• PROBLEM STATEMENT:
Using the records below, copy out exactly the line that contains "the process-wide subscriber." and every line that follows it, up to and including the last, and no others.

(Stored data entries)
------
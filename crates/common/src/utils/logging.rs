use std::io;
use tracing_subscriber::{fmt, EnvFilter};

const DEFAULT_FILTER: &str = "info,tower_http=info,axum=info";

/// Output format selected for the process-wide subscriber.
#[derive(Debug, Clone, Copy, PartialEq, Eq)]
pub enum LogFormat {
    Compact,
    Json,
}

impl LogFormat {
    /// Reads `LOG_FORMAT`; anything other than `json` means compact.
    pub fn from_env() -> Self {
        Self::parse(std::env::var("LOG_FORMAT").ok().as_deref())
    }

    fn parse(value: Option<&str>) -> Self {
        match value {
            Some(v) if v.trim().eq_ignore_ascii_case("json") => LogFormat::Json,
            _ => LogFormat::Compact,
        }
    }
}

/// Initialize the subscriber in the requested format.
pub fn init_logging(format: LogFormat) {
    match format {
        LogFormat::Compact => init_logging_default(),
        LogFormat::Json => init_logging_json(),
    }
}

/// Initialize tracing subscriber with sensible defaults and stdout writer.
/// - Respects `RUST_LOG` if set
/// - Falls back to `info,tower_http=info,axum=info`
/// - Writes to stdout to improve visibility in environments that hide stderr
pub fn init_logging_default() {
    let env_filter = EnvFilter::try_from_default_env()
        .unwrap_or_else(|_| EnvFilter::new(DEFAULT_FILTER));
    let _ = fmt()
        .with_env_filter(env_filter)
        .with_target(false)
        .compact()
        .with_writer(io::stdout)
        .try_init();
}

/// Initialize tracing subscriber with JSON structured output.
/// - Respects `RUST_LOG` if set
/// - Store mutations log at debug under `service::city`, override with e.g.
///   `RUST_LOG=info,service::city=trace`
pub fn init_logging_json() {
    let env_filter = EnvFilter::try_from_default_env()
        .unwrap_or_else(|_| EnvFilter::new(format!("{DEFAULT_FILTER},service::city=debug")));
    let _ = fmt()
        .with_env_filter(env_filter)
        .with_target(true)
        .json()
        .with_writer(io::stdout)
        .try_init();
}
------
• WRITTEN ANSWER:
/// Output format selected for the process-wide subscriber.
#[derive(Debug, Clone, Copy, PartialEq, Eq)]
pub enum LogFormat {
    Compact,
    Json,
}

impl LogFormat {
    /// Reads `LOG_FORMAT`; anything other than `json` means compact.
    pub fn from_env() -> Self {
        Self::parse(std::env::var("LOG_FORMAT").ok().as_deref())
    }

    fn parse(value: Option<&str>) -> Self {
        match value {
            Some(v) if v.trim().eq_ignore_ascii_case("json") => LogFormat::Json,
            _ => LogFormat::Compact,
        }
    }
}

/// Initialize the subscriber in the requested format.
pub fn init_logging(format: LogFormat) {
    match format {
        LogFormat::Compact => init_logging_default(),
        LogFormat::Json => init_logging_json(),
    }
}

/// Initialize tracing subscriber with sensible defaults and stdout writer.
/// - Respects `RUST_LOG` if set
/// - Falls back to `info,tower_http=info,axum=info`
/// - Writes to stdout to improve visibility in environments that hide stderr
pub fn init_logging_default() {
    let env_filter = EnvFilter::try_from_default_env()
        .unwrap_or_else(|_| EnvFilter::new(DEFAULT_FILTER));
    let _ = fmt()
        .with_env_filter(env_filter)
        .with_target(false)
        .compact()
        .with_writer(io::stdout)
        .try_init();
}

/// Initialize tracing subscriber with JSON structured output.
/// - Respects `RUST_LOG` if set
/// - Store mutations log at debug under `service::city`, override with e.g.
///   `RUST_LOG=info,service::city=trace`
pub fn init_logging_json() {
    let env_filter = EnvFilter::try_from_default_env()
        .unwrap_or_else(|_| EnvFilter::new(format!("{DEFAULT_FILTER},service::city=debug")));
    let _ = fmt()
        .with_env_filter(env_filter)
        .with_target(true)
        .json()
        .with_writer(io::stdout)
        .try_init();
}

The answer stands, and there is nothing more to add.